ARTICLE: Grammar still matters in the digital age

Picture: Clean desk photo by Ramino Mendes, license CC0 1.0, edited and cropped

Do audiences care about errors in grammar? Alyssa Appelman, of Northern Kentucky University, and Mike Schmierbach, of the Pennsylvania State University, studied how grammatical errors in news articles affect people reading them.

They conducted four experiments in the United States. The first two tested the main effects of grammatical errors on audience perceptions, and two latter amplified the manipulation of grammar and tested whether all individuals respond equally to errors.

Grammatical errors make news stories seem lower in quality, credibility and informativeness, the reseachers found. Though, the number of errors needed is relatively large.

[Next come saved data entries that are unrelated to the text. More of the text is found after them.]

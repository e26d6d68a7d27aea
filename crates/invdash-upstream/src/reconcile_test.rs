use serde_json::json;

use super::*;

fn approx(a: f64, b: f64) -> bool {
    (a - b).abs() < 1e-9
}

// -----------------------------------------------------------------------
// Type codes
// -----------------------------------------------------------------------

#[test]
fn known_codes_map_to_canonical_types() {
    let cases = [
        ("E", MovementType::Entry),
        ("entrada", MovementType::Entry),
        ("IN", MovementType::Entry),
        ("S", MovementType::Exit),
        ("Saída", MovementType::Exit),
        ("SAIDA", MovementType::Exit),
        ("out", MovementType::Exit),
        ("A", MovementType::Adjustment),
        ("Ajuste", MovementType::Adjustment),
        ("BALANÇO", MovementType::Adjustment),
        ("D", MovementType::Return),
        ("Devolução", MovementType::Return),
        ("return", MovementType::Return),
    ];
    for (code, expected) in cases {
        assert_eq!(movement_type_from_code(code), Some(expected), "code {code}");
    }
}

#[test]
fn unknown_code_is_none() {
    assert_eq!(movement_type_from_code("transfer"), None);
    assert_eq!(movement_type_from_code(""), None);
}

#[test]
fn sign_fallback() {
    assert_eq!(infer_type_from_sign(4.0), MovementType::Entry);
    assert_eq!(infer_type_from_sign(-4.0), MovementType::Exit);
    assert_eq!(infer_type_from_sign(0.0), MovementType::Exit);
}

// -----------------------------------------------------------------------
// Whole-record reconciliation
// -----------------------------------------------------------------------

#[test]
fn exit_with_misspelled_available_quantity_derives_previous() {
    let movement = reconcile_movement(
        &json!({ "type": "S", "quantity": 5, "avaiableQuantity": 20 }),
        "p1",
    );
    assert_eq!(movement.movement_type, MovementType::Exit);
    assert_eq!(movement.type_source, TypeSource::Code);
    assert!(approx(movement.quantity, 5.0));
    assert!(approx(movement.new_stock, 20.0));
    assert!(approx(movement.previous_stock, 25.0));
    assert_eq!(movement.trail, StockTrail::PreviousDerived);
}

#[test]
fn missing_type_with_negative_quantity_is_inferred_exit() {
    let movement = reconcile_movement(&json!({ "quantity": -3 }), "p1");
    assert_eq!(movement.movement_type, MovementType::Exit);
    assert_eq!(movement.type_source, TypeSource::InferredFromSign);
    assert!(approx(movement.quantity, 3.0));
    assert!(movement.is_degraded());
}

#[test]
fn unrecognized_type_falls_back_to_sign() {
    let movement = reconcile_movement(&json!({ "type": "TRANSF", "quantity": 8 }), "p1");
    assert_eq!(movement.movement_type, MovementType::Entry);
    assert_eq!(movement.type_source, TypeSource::InferredFromSign);
}

#[test]
fn quantity_is_always_a_magnitude() {
    for raw in [
        json!({ "type": "E", "quantity": -7 }),
        json!({ "type": "S", "quantity": 7 }),
        json!({ "quantity": "-7" }),
        json!({ "amount": -7 }),
        json!({ "qty": 7 }),
    ] {
        let movement = reconcile_movement(&raw, "p1");
        assert!(approx(movement.quantity, 7.0), "{raw}");
        assert!(movement.quantity >= 0.0);
    }
}

#[test]
fn entry_like_types_derive_previous_below_after() {
    for code in ["E", "D", "A"] {
        let movement = reconcile_movement(
            &json!({ "type": code, "quantity": 4, "availableQuantity": 10 }),
            "p1",
        );
        assert!(approx(movement.previous_stock, 6.0), "code {code}");
        assert!(approx(movement.new_stock, 10.0));
    }
}

#[test]
fn derived_previous_is_clamped() {
    let movement = reconcile_movement(&json!({ "type": "E", "quantity": 15, "balance": 10 }), "p1");
    assert!(approx(movement.previous_stock, 0.0));
    assert!(approx(movement.new_stock, 10.0));
}

#[test]
fn observed_negative_levels_are_clamped() {
    let movement = reconcile_movement(
        &json!({ "type": "S", "quantity": 2, "previousStock": -1, "newStock": -3 }),
        "p1",
    );
    assert_eq!(movement.trail, StockTrail::Observed);
    assert!(approx(movement.previous_stock, 0.0));
    assert!(approx(movement.new_stock, 0.0));
}

#[test]
fn both_levels_observed_are_kept() {
    let movement = reconcile_movement(
        &json!({ "type": "A", "quantity": 3, "previousStock": 12, "newStock": 9 }),
        "p1",
    );
    assert_eq!(movement.trail, StockTrail::Observed);
    assert!(approx(movement.previous_stock, 12.0));
    assert!(approx(movement.new_stock, 9.0));
}

#[test]
fn only_previous_derives_new() {
    let exit = reconcile_movement(&json!({ "type": "S", "quantity": 3, "stockBefore": 10 }), "p1");
    assert_eq!(exit.trail, StockTrail::NewDerived);
    assert!(approx(exit.new_stock, 7.0));

    let entry = reconcile_movement(&json!({ "type": "E", "quantity": 3, "oldStock": 10 }), "p1");
    assert!(approx(entry.new_stock, 13.0));

    let overdrawn = reconcile_movement(&json!({ "type": "S", "quantity": 30, "oldStock": 10 }), "p1");
    assert!(approx(overdrawn.new_stock, 0.0));
}

#[test]
fn neither_level_present_zeroes_the_trail() {
    let movement = reconcile_movement(&json!({ "type": "E", "quantity": 3 }), "p1");
    assert_eq!(movement.trail, StockTrail::Missing);
    assert!(approx(movement.previous_stock, 0.0));
    assert!(approx(movement.new_stock, 0.0));
    assert!(movement.is_degraded());
}

#[test]
fn after_candidates_follow_priority_order() {
    let movement = reconcile_movement(
        &json!({
            "type": "E",
            "quantity": 1,
            "balance": 50,
            "avaiableQuantity": 40,
            "availableQuantity": 30,
            "newStock": 20,
        }),
        "p1",
    );
    assert!(approx(movement.new_stock, 50.0));

    for key in ["avaiableQuantity", "availableQuantity", "newStock", "currentStock", "stockAfter"] {
        let mut raw = json!({ "type": "E", "quantity": 1 });
        raw[key] = json!(11);
        let movement = reconcile_movement(&raw, "p1");
        assert!(approx(movement.new_stock, 11.0), "after key {key} not read");
        assert!(approx(movement.previous_stock, 10.0));
    }
}

#[test]
fn before_candidates_are_read() {
    for key in ["previousStock", "previousQuantity", "stockBefore", "oldStock"] {
        let mut raw = json!({ "type": "S", "quantity": 1 });
        raw[key] = json!(9);
        let movement = reconcile_movement(&raw, "p1");
        assert!(approx(movement.previous_stock, 9.0), "before key {key} not read");
    }
}

#[test]
fn actor_reason_and_timestamp() {
    let movement = reconcile_movement(
        &json!({
            "id": 991,
            "movementType": "ENTRADA",
            "quantity": 2,
            "description": "Compra NF 123",
            "document": "NF-123",
            "user": { "id": 7, "name": "Ana" },
            "date": "2024-05-02T09:15:00Z",
        }),
        "p9",
    );
    assert_eq!(movement.id, "991");
    assert_eq!(movement.product_id, "p9");
    assert_eq!(movement.movement_type, MovementType::Entry);
    assert_eq!(movement.reason, "Compra NF 123");
    assert_eq!(movement.reference.as_deref(), Some("NF-123"));
    assert_eq!(movement.user_id, "7");
    assert_eq!(movement.user_name, "Ana");
    assert!(movement.created_at.is_some());
}

#[test]
fn defaults_for_missing_metadata() {
    let movement = reconcile_movement(&json!({ "type": "E", "quantity": 1 }), "p1");
    assert_eq!(movement.reason, DEFAULT_REASON);
    assert_eq!(movement.user_id, DEFAULT_USER_ID);
    assert_eq!(movement.user_name, DEFAULT_USER_NAME);
    assert!(movement.reference.is_none());
    assert!(movement.created_at.is_none());
    assert_eq!(movement.id, "p1-0");
}

#[test]
fn batch_synthesizes_positional_ids() {
    let movements = reconcile_movements(
        &[
            json!({ "type": "E", "quantity": 1 }),
            json!({ "id": "m-2", "type": "S", "quantity": 1 }),
            json!({ "type": "S", "quantity": 1 }),
        ],
        "p3",
    );
    let ids: Vec<&str> = movements.iter().map(|m| m.id.as_str()).collect();
    assert_eq!(ids, ["p3-0", "m-2", "p3-2"]);
}

#[test]
fn reconcile_trail_sign_matches_type() {
    for (movement_type, after) in [
        (MovementType::Exit, 5.0),
        (MovementType::Entry, 5.0),
        (MovementType::Return, 5.0),
        (MovementType::Adjustment, 5.0),
    ] {
        let (previous, new, _) = reconcile_trail(None, Some(after), 2.0, movement_type);
        if movement_type.is_outbound() {
            assert!(new - previous <= 0.0);
        } else {
            assert!(new - previous >= 0.0);
        }
    }
}
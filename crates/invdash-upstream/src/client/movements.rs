//! Movement history through the ordered endpoint fallback chain.

use crate::error::UpstreamError;
use crate::resolve::{resolve, Resolved, MOVEMENT_CONTAINERS};

use super::{InventoryClient, MovementEndpoint};

/// Records from the first movement endpoint that answered.
#[derive(Debug, Clone, PartialEq)]
pub struct MovementFetch {
    pub endpoint: MovementEndpoint,
    pub resolved: Resolved,
}

impl InventoryClient {
    /// Tries each [`MovementEndpoint`] in order and returns the first that
    /// answers with a 2xx JSON body, even when that body holds no records.
    ///
    /// # Errors
    ///
    /// [`UpstreamError::EndpointsExhausted`] when every candidate failed with
    /// a transport error, a non-2xx status, or an unparseable body.
    pub async fn fetch_movements(&self, product_id: &str) -> Result<MovementFetch, UpstreamError> {
        for endpoint in MovementEndpoint::ALL {
            let url = endpoint.url(&self.base_url, product_id);
            match self.get_json(url, "movement history").await {
                Ok(payload) => {
                    tracing::debug!(
                        product_id,
                        endpoint = endpoint.template(),
                        "movement endpoint answered"
                    );
                    return Ok(MovementFetch {
                        endpoint,
                        resolved: resolve(payload, &MOVEMENT_CONTAINERS),
                    });
                }
                Err(e) => {
                    tracing::debug!(
                        product_id,
                        endpoint = endpoint.template(),
                        error = %e,
                        "movement endpoint failed, trying next"
                    );
                }
            }
        }

        tracing::warn!(
            product_id,
            attempts = MovementEndpoint::ALL.len(),
            "no movement endpoint answered"
        );
        Err(UpstreamError::EndpointsExhausted {
            product_id: product_id.to_owned(),
            attempts: MovementEndpoint::ALL.len(),
        })
    }
}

Errors in grammar did not affect everyone similarly. Effects were greater for those participants who say they care about grammar. People with less concern for grammar evaluated stories with more errors as equal or even more positive than stories without errors. Authors ponder that errors might be considered as markers of authenticity for people who don’t care for grammar conventions.

“For many readers, the occasional error is unlikely to undermine audience trust or perceptions of quality”, the authors conclude.

The article “Make No Mistake?” was published in Journalism & Mass Communication Quarterly and is available online (free abstract).